A Study of Genital Cytology and Pathology in Patients with Confirmed HPV Associated Oropharyngeal Carcinoma

Overview

About this study

The purpose of this study is to determine the incidence of concomitant HPV associated genital lesions in female patients with confirmed HPV associated oropharyngeal cancers, to determine the risk of requiring additional procedures or treatments secondary to these diagnoses, and to determine the HPV subtypes and other risk factors associated with genital dysplasia among those with documented HPV status.

Participation eligibility

Participant eligibility includes age, gender, type and stage of disease, and previous treatments or health concerns. Guidelines differ from study to study, and identify who can or cannot participate. There is no guarantee that every individual who qualifies and wants to participate in a trial will be enrolled.
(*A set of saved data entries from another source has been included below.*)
//! Capture devices: default microphone and system loopback.

use std::sync::atomic::{AtomicBool, Ordering};
use std::sync::{Arc, Mutex, MutexGuard};

use async_trait::async_trait;
use gstreamer as gst;
use tokio::sync::mpsc;
use tokio::task::JoinHandle;

use mosaic_audio::AudioSource;
use mosaic_common::{MosaicError, MosaicResult};
use mosaic_media_model::{AudioBlock, AudioFormat, AudioSourceKind};

use super::audio::raw_audio_caps;
use super::pipeline::AppPipeline;

const PULL_TIMEOUT_MS: u64 = 100;

/// Capture element for each source kind.
pub(crate) fn capture_element(kind: AudioSourceKind) -> &'static str {
    match kind {
        AudioSourceKind::Microphone => "autoaudiosrc",
        AudioSourceKind::System => "pulsesrc device=@DEFAULT_MONITOR@",
    }
}

fn launch_line(kind: AudioSourceKind, format: AudioFormat) -> String {
    format!(
        "{source} ! audioconvert ! audioresample ! {caps} ! appsink name=sink sync=false max-buffers=64",
        source = capture_element(kind),
        caps = raw_audio_caps(format.sample_rate, format.channels),
    )
}

struct Running {
    pipeline: Arc<AppPipeline>,
    stop: Arc<AtomicBool>,
    reader: JoinHandle<u64>,
}

/// Delivers blocks already converted to the session format.
pub struct GstAudioSource {
    kind: AudioSourceKind,
    format: AudioFormat,
    running: Mutex<Option<Running>>,
}

impl GstAudioSource {
    pub fn new(kind: AudioSourceKind, format: AudioFormat) -> Self {
        Self {
            kind,
            format,
            running: Mutex::new(None),
        }
    }

    fn slot(&self) -> MutexGuard<'_, Option<Running>> {
        self.running.lock().unwrap_or_else(|poisoned| poisoned.into_inner())
    }
}

#[async_trait]
impl AudioSource for GstAudioSource {
    fn kind(&self) -> AudioSourceKind {
        self.kind
    }

    fn format(&self) -> AudioFormat {
        self.format
    }

    async fn start(&self, sender: mpsc::Sender<AudioBlock>) -> MosaicResult<()> {
        let pipeline = AppPipeline::from_launch(format!("{:?}", self.kind).to_lowercase(), &launch_line(self.kind, self.format))
            .map_err(|e| MosaicError::audio_acquisition(e.to_string()))?;
        pipeline
            .play()
            .map_err(|e| MosaicError::audio_acquisition(e.to_string()))?;
        if let Some(message) = pipeline.pending_error() {
            return Err(MosaicError::audio_acquisition(message));
        }

        let pipeline = Arc::new(pipeline);
        let stop = Arc::new(AtomicBool::new(false));
        let kind = self.kind;
        let format = self.format;
        let reader = {
            let pipeline = pipeline.clone();
            let stop = stop.clone();
            tokio::task::spawn_blocking(move || {
                let appsink = pipeline.appsink();
                let mut blocks = 0u64;
                while !stop.load(Ordering::Acquire) {
                    let Some(sample) = appsink.try_pull_sample(gst::ClockTime::from_mseconds(PULL_TIMEOUT_MS)) else {
                        if appsink.is_eos() {
                            break;
                        }
                        continue;
                    };
                    let Some(samples) = sample.buffer().and_then(|b| b.map_readable().ok()).map(|map| {
                        map.as_slice()
                            .chunks_exact(4)
                            .map(|b| f32::from_le_bytes([b[0], b[1], b[2], b[3]]))
                            .collect::<Vec<f32>>()
                    }) else {
                        continue;
                    };
                    if sender.blocking_send(AudioBlock { source: kind, format, samples }).is_err() {
                        break;
                    }
                    blocks += 1;
                }
                blocks
            })
        };

        *self.slot() = Some(Running { pipeline, stop, reader });
        Ok(())
    }

    async fn stop(&self) -> MosaicResult<()> {
        let Some(running) = self.slot().take() else {
            return Ok(());
        };
        running.stop.store(true, Ordering::Release);
        let blocks = running
            .reader
            .await
            .map_err(|e| MosaicError::audio_acquisition(format!("capture reader failed: {e}")))?;
        running.pipeline.shutdown();
        tracing::debug!(kind = ?self.kind, blocks, "Audio capture stopped");
        Ok(())
    }
}

#[cfg(test)]
mod tests {
    use super::*;

    #[test]
    fn system_audio_reads_the_default_monitor() {
        let line = launch_line(AudioSourceKind::System, AudioFormat::new(48000, 2));
        assert!(line.starts_with("pulsesrc device=@DEFAULT_MONITOR@"));
        assert!(line.contains("format=F32LE"));
    }
}
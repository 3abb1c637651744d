//! GStreamer media backend.
//!
//! Encoders are appsrc → encoder → appsink pipelines, so encoded output
//! comes back into the process and is muxed by Mosaic's own writer.

mod audio;
mod pipeline;
mod source;
mod video;

use mosaic_audio::AudioSource;
use mosaic_codec::{
    select_audio, select_video, AudioEncoder, ChunkCallback, FrameEncoder, ProbeReport, StreamEncoder,
};
use mosaic_common::{MosaicError, MosaicResult};
use mosaic_media_model::{AudioEncoderConfig, AudioFormat, AudioSourceKind, VideoEncoderConfig};

use crate::backend::MediaBackend;

pub use self::audio::GstAudioEncoder;
pub use self::source::GstAudioSource;
pub use self::video::{GstFrameEncoder, GstStreamEncoder};

use self::pipeline::{element_available, init_gstreamer};

pub struct GstBackend {
    report: ProbeReport,
}

impl GstBackend {
    pub fn new() -> MosaicResult<Self> {
        init_gstreamer()?;
        let mut report = ProbeReport::collect("gstreamer", element_available);
        report.microphone = element_available("autoaudiosrc");
        report.system_audio = element_available("pulsesrc");
        tracing::info!(
            video_encoders = report.video_encoders.len(),
            audio_encoders = report.audio_encoders.len(),
            microphone = report.microphone,
            system_audio = report.system_audio,
            "GStreamer backend ready"
        );
        Ok(Self { report })
    }
}

impl MediaBackend for GstBackend {
    fn name(&self) -> &str {
        "gstreamer"
    }

    fn frame_encoder(&self, config: &VideoEncoderConfig, output: ChunkCallback) -> MosaicResult<Box<dyn FrameEncoder>> {
        let descriptor = select_video(config.codec, config.hardware_acceleration, element_available)
            .ok_or_else(|| MosaicError::encoder_init(format!("no {:?} encoder installed", config.codec)))?;
        Ok(Box::new(GstFrameEncoder::new(descriptor, config, output)?))
    }

    fn stream_encoder(&self, config: &VideoEncoderConfig) -> MosaicResult<Box<dyn StreamEncoder>> {
        let descriptor = select_video(config.codec, config.hardware_acceleration, element_available)
            .ok_or_else(|| MosaicError::encoder_init(format!("no {:?} encoder installed", config.codec)))?;
        Ok(Box::new(GstStreamEncoder::new(descriptor, config)?))
    }

    fn audio_encoder(&self, config: &AudioEncoderConfig, output: ChunkCallback) -> MosaicResult<Box<dyn AudioEncoder>> {
        let descriptor = select_audio(config.codec, element_available)
            .ok_or_else(|| MosaicError::encoder_init(format!("no {:?} encoder installed", config.codec)))?;
        Ok(Box::new(GstAudioEncoder::new(descriptor, config, output)?))
    }

    fn audio_source(&self, kind: AudioSourceKind, format: AudioFormat) -> MosaicResult<Box<dyn AudioSource>> {
        let available = match kind {
            AudioSourceKind::Microphone => self.report.microphone,
            AudioSourceKind::System => self.report.system_audio,
        };
        if !available {
            return Err(MosaicError::audio_acquisition(format!(
                "no capture element for {kind:?} audio"
            )));
        }
        Ok(Box::new(GstAudioSource::new(kind, format)))
    }

    fn capabilities(&self) -> ProbeReport {
        self.report.clone()
    }
}
//! Error types shared across Mosaic crates.

/// Top-level error type for Mosaic operations.
#[derive(Debug, thiserror::Error)]
pub enum MosaicError {
    #[error("A recording session is already running")]
    AlreadyRunning,

    #[error("No recording session is running")]
    NotRunning,

    #[error("Compose error in section {index}: {message}")]
    Compose { index: usize, message: String },

    #[error("Audio acquisition failed: {message}")]
    AudioAcquisition { message: String },

    #[error("Encoder initialization failed: {message}")]
    EncoderInit { message: String },

    #[error("Encode error: {message}")]
    Encode { message: String },

    #[error("Encoder is not configured (state: {state})")]
    EncoderNotConfigured { state: String },

    #[error("Mux error: {message}")]
    Mux { message: String },

    #[error("No video frames were muxed; refusing to write an empty recording")]
    NoVideoFrames,

    #[error("Configuration error: {message}")]
    Config { message: String },

    #[error("Unsupported operation: {message}")]
    Unsupported { message: String },

    #[error(transparent)]
    Io(#[from] std::io::Error),

    #[error(transparent)]
    Json(#[from] serde_json::Error),

    #[error(transparent)]
    Other(#[from] anyhow::Error),
}

/// Result type alias using MosaicError.
pub type MosaicResult<T> = Result<T, MosaicError>;

impl MosaicError {
    pub fn compose(index: usize, msg: impl Into<String>) -> Self {
        Self::Compose {
            index,
            message: msg.into(),
        }
    }

    pub fn audio_acquisition(msg: impl Into<String>) -> Self {
        Self::AudioAcquisition {
            message: msg.into(),
        }
    }

    pub fn encoder_init(msg: impl Into<String>) -> Self {
        Self::EncoderInit {
            message: msg.into(),
        }
    }

    pub fn encode(msg: impl Into<String>) -> Self {
        Self::Encode {
            message: msg.into(),
        }
    }

    pub fn mux(msg: impl Into<String>) -> Self {
        Self::Mux {
            message: msg.into(),
        }
    }

    pub fn config(msg: impl Into<String>) -> Self {
        Self::Config {
            message: msg.into(),
        }
    }

    pub fn unsupported(msg: impl Into<String>) -> Self {
        Self::Unsupported {
            message: msg.into(),
        }
    }

    /// Whether this error ends the session rather than degrading it.
    pub fn is_session_fatal(&self) -> bool {
        matches!(
            self,
            Self::NoVideoFrames | Self::Mux { .. } | Self::Io(_) | Self::EncoderInit { .. }
        )
    }
}

#[cfg(test)]
mod tests {
    use super::*;

    #[test]
    fn io_errors_are_surfaced_verbatim() {
        let io = std::io::Error::new(std::io::ErrorKind::PermissionDenied, "disk is read-only");
        let err = MosaicError::from(io);
        assert_eq!(err.to_string(), "disk is read-only");
        assert!(err.is_session_fatal());
    }

    #[test]
    fn degradations_are_not_session_fatal() {
        assert!(!MosaicError::compose(2, "bad buffer").is_session_fatal());
        assert!(!MosaicError::audio_acquisition("mic denied").is_session_fatal());
        assert!(!MosaicError::encode("encoder crashed").is_session_fatal());
        assert!(MosaicError::NoVideoFrames.is_session_fatal());
    }
}
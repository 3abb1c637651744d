//! Audio encoder seam and its consuming task.

use async_trait::async_trait;
use tokio::sync::mpsc;
use tokio::task::JoinHandle;

use mosaic_common::MosaicResult;
use mosaic_media_model::{EncoderDescriptor, RawAudioFrame};

use crate::video::ErrorCallback;

/// Encodes mixed audio frames. Output goes through the chunk callback the
/// encoder was created with.
#[async_trait]
pub trait AudioEncoder: Send {
    fn descriptor(&self) -> &EncoderDescriptor;

    async fn encode(&mut self, frame: &RawAudioFrame) -> MosaicResult<()>;

    async fn flush(&mut self) -> MosaicResult<()>;
}

#[derive(Debug, Clone, Copy, Default, PartialEq, Eq)]
pub struct AudioEncoderStats {
    pub frames_encoded: u64,
    /// Whether encoding stopped early because of an encoder error.
    pub failed: bool,
}

pub type AudioEncoderHandle = JoinHandle<AudioEncoderStats>;

/// Consume mixed frames until the mixer closes the channel, then flush.
///
/// An encode error is reported once through `on_error` and ends encoding for
/// the session; chunks already delivered stay muxed.
pub fn spawn_audio_encoder(
    mut encoder: Box<dyn AudioEncoder>,
    mut frames: mpsc::Receiver<RawAudioFrame>,
    on_error: ErrorCallback,
) -> AudioEncoderHandle {
    tokio::spawn(async move {
        let mut stats = AudioEncoderStats::default();
        tracing::debug!(encoder = %encoder.descriptor().name, "Audio encoder running");

        while let Some(frame) = frames.recv().await {
            if let Err(e) = encoder.encode(&frame).await {
                tracing::error!(error = %e, frames = stats.frames_encoded, "Audio encoding failed");
                on_error(e);
                stats.failed = true;
                return stats;
            }
            stats.frames_encoded += 1;
        }

        if let Err(e) = encoder.flush().await {
            tracing::error!(error = %e, "Audio encoder flush failed");
            on_error(e);
            stats.failed = true;
        }
        stats
    })
}

#[cfg(test)]
mod tests {
    use super::*;
    use std::sync::{Arc, Mutex};
    use std::time::Duration;

    use mosaic_common::MosaicError;
    use mosaic_media_model::{AudioCodec, EncodedChunk, EncoderCodec};

    use crate::video::ChunkCallback;

    struct Counting {
        descriptor: EncoderDescriptor,
        output: ChunkCallback,
        fail_after: Option<u64>,
        encoded: u64,
        flushed: Arc<Mutex<bool>>,
    }

    #[async_trait]
    impl AudioEncoder for Counting {
        fn descriptor(&self) -> &EncoderDescriptor {
            &self.descriptor
        }

        async fn encode(&mut self, frame: &RawAudioFrame) -> MosaicResult<()> {
            if Some(self.encoded) == self.fail_after {
                return Err(MosaicError::encode("codec rejected frame"));
            }
            self.encoded += 1;
            (self.output)(EncodedChunk::audio(vec![0xAA], frame.timestamp, frame.duration()));
            Ok(())
        }

        async fn flush(&mut self) -> MosaicResult<()> {
            *self.flushed.lock().unwrap() = true;
            Ok(())
        }
    }

    fn encoder(fail_after: Option<u64>) -> (Counting, Arc<Mutex<Vec<EncodedChunk>>>, Arc<Mutex<bool>>) {
        let chunks = Arc::new(Mutex::new(Vec::new()));
        let sink = chunks.clone();
        let flushed = Arc::new(Mutex::new(false));
        let encoder = Counting {
            descriptor: EncoderDescriptor {
                name: "counting".into(),
                element: "avenc_aac".into(),
                codec: EncoderCodec::Audio(AudioCodec::Aac),
                hardware: false,
            },
            output: Arc::new(move |c| sink.lock().unwrap().push(c)),
            fail_after,
            encoded: 0,
            flushed: flushed.clone(),
        };
        (encoder, chunks, flushed)
    }

    fn raw(offset: u64) -> RawAudioFrame {
        RawAudioFrame {
            sample_rate: 48000,
            planes: vec![vec![0.0; 480], vec![0.0; 480]],
            sample_offset: offset,
            timestamp: mosaic_common::clock::samples_to_duration(offset, 48000),
        }
    }

    #[tokio::test]
    async fn encodes_until_channel_closes_then_flushes() {
        let (enc, chunks, flushed) = encoder(None);
        let (tx, rx) = mpsc::channel(4);
        let handle = spawn_audio_encoder(Box::new(enc), rx, Arc::new(|_| {}));

        tx.send(raw(0)).await.unwrap();
        tx.send(raw(480)).await.unwrap();
        drop(tx);

        let stats = handle.await.unwrap();
        assert_eq!(stats.frames_encoded, 2);
        assert!(!stats.failed);
        assert!(*flushed.lock().unwrap());
        let chunks = chunks.lock().unwrap();
        assert_eq!(chunks[1].timestamp, Duration::from_millis(10));
    }

    #[tokio::test]
    async fn error_is_reported_once_and_stops_encoding() {
        let (enc, chunks, flushed) = encoder(Some(1));
        let errors = Arc::new(Mutex::new(Vec::new()));
        let seen = errors.clone();
        let (tx, rx) = mpsc::channel(4);
        let handle = spawn_audio_encoder(
            Box::new(enc),
            rx,
            Arc::new(move |e| seen.lock().unwrap().push(e.to_string())),
        );

        tx.send(raw(0)).await.unwrap();
        tx.send(raw(480)).await.unwrap();
        let stats = handle.await.unwrap();

        assert!(stats.failed);
        assert_eq!(stats.frames_encoded, 1);
        assert_eq!(chunks.lock().unwrap().len(), 1);
        assert_eq!(errors.lock().unwrap().len(), 1);
        assert!(!*flushed.lock().unwrap());
        assert!(tx.send(raw(960)).await.is_err());
    }
}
Contact the study team to discuss study eligibility and potential participation.

Inclusion Criteria:

  • All female patients seen in consultation at Mayo clinic Rochester through 2018 with the diagnosis of oropharyngeal carcinoma.

Exclusion Criteria:

  • Non-HPV associated tumors
  • Male patients.

Participating Mayo Clinic locations

Study statuses change often. Please contact the study team for the most up-to-date information regarding possible participation.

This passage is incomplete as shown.